▶ [Problem details]: Restate word for word the line containing "let window = parse_window(window.trim()).ok_or_else(malformed)?;" and each line that follows it, through the last line below, and nothing else.

** Opening Data listing block **

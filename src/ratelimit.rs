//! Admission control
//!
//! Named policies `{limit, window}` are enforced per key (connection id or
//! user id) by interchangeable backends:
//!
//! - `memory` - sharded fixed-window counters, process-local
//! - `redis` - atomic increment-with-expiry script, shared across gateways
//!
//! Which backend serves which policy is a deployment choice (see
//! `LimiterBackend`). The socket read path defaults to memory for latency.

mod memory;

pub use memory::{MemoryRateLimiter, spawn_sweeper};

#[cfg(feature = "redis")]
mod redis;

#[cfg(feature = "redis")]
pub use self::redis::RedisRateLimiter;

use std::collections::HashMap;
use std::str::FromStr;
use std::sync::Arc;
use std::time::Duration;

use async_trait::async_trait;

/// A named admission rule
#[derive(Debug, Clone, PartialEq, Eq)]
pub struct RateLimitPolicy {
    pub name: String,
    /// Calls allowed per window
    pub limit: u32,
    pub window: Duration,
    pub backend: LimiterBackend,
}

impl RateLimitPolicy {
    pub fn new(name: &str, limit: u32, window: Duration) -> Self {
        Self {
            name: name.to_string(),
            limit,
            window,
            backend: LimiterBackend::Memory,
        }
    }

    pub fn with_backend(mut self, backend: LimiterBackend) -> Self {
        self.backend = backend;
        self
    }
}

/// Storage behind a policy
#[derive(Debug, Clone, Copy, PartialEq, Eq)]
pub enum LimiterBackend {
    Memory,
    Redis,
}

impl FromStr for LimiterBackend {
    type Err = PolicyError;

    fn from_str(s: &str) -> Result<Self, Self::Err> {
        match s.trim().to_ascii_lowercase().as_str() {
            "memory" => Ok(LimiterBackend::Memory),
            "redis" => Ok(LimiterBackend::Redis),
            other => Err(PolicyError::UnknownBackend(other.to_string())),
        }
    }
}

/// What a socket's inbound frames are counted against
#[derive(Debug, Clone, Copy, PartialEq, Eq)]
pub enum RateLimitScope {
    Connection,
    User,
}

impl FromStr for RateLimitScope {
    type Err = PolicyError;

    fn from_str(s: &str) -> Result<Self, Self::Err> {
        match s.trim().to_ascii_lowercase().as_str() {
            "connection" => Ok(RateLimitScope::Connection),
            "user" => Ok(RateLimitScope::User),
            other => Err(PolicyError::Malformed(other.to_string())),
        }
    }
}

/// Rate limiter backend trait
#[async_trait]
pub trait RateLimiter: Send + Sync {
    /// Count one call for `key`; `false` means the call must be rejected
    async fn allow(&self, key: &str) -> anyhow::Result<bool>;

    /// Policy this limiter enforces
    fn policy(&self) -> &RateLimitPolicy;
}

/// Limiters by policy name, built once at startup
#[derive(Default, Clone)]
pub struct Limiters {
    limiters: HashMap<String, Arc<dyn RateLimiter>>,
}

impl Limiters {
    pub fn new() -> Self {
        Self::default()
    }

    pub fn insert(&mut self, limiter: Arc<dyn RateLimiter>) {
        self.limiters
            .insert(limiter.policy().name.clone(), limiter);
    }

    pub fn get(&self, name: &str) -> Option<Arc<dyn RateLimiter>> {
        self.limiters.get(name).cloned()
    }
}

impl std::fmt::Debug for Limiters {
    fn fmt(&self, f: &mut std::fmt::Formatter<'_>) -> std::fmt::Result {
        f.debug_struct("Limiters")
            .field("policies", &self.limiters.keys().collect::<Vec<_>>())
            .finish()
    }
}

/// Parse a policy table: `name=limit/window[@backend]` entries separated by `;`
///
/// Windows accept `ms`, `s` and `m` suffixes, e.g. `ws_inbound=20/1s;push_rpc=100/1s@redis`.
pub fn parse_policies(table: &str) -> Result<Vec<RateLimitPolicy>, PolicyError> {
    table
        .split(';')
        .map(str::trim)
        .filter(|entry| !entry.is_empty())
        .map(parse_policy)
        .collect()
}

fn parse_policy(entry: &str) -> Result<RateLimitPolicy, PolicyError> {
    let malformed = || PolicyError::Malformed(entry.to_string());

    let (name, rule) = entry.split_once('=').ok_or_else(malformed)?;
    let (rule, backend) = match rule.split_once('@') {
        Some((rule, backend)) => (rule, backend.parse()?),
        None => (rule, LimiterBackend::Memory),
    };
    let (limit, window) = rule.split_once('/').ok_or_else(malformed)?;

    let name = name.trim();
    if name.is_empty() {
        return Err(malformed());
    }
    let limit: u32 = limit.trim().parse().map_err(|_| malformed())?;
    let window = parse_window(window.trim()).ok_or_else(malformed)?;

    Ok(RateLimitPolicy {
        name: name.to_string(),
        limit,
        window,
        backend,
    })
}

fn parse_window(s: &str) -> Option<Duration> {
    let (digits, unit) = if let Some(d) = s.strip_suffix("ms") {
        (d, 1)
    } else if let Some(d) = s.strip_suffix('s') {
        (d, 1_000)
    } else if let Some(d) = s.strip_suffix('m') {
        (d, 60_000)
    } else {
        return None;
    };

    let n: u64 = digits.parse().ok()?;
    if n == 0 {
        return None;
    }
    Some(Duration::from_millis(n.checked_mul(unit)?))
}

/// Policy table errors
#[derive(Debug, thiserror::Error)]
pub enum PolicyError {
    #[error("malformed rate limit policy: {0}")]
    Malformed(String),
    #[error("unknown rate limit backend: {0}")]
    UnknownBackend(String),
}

** Closing Data listing block **

▶ [Your response]:
    let window = parse_window(window.trim()).ok_or_else(malformed)?;

    Ok(RateLimitPolicy {
        name: name.to_string(),
        limit,
        window,
        backend,
    })
}

fn parse_window(s: &str) -> Option<Duration> {
    let (digits, unit) = if let Some(d) = s.strip_suffix("ms") {
        (d, 1)
    } else if let Some(d) = s.strip_suffix('s') {
        (d, 1_000)
    } else if let Some(d) = s.strip_suffix('m') {
        (d, 60_000)
    } else {
        return None;
    };

    let n: u64 = digits.parse().ok()?;
    if n == 0 {
        return None;
    }
    Some(Duration::from_millis(n.checked_mul(unit)?))
}

/// Policy table errors
#[derive(Debug, thiserror::Error)]
pub enum PolicyError {
    #[error("malformed rate limit policy: {0}")]
    Malformed(String),
    #[error("unknown rate limit backend: {0}")]
    UnknownBackend(String),
}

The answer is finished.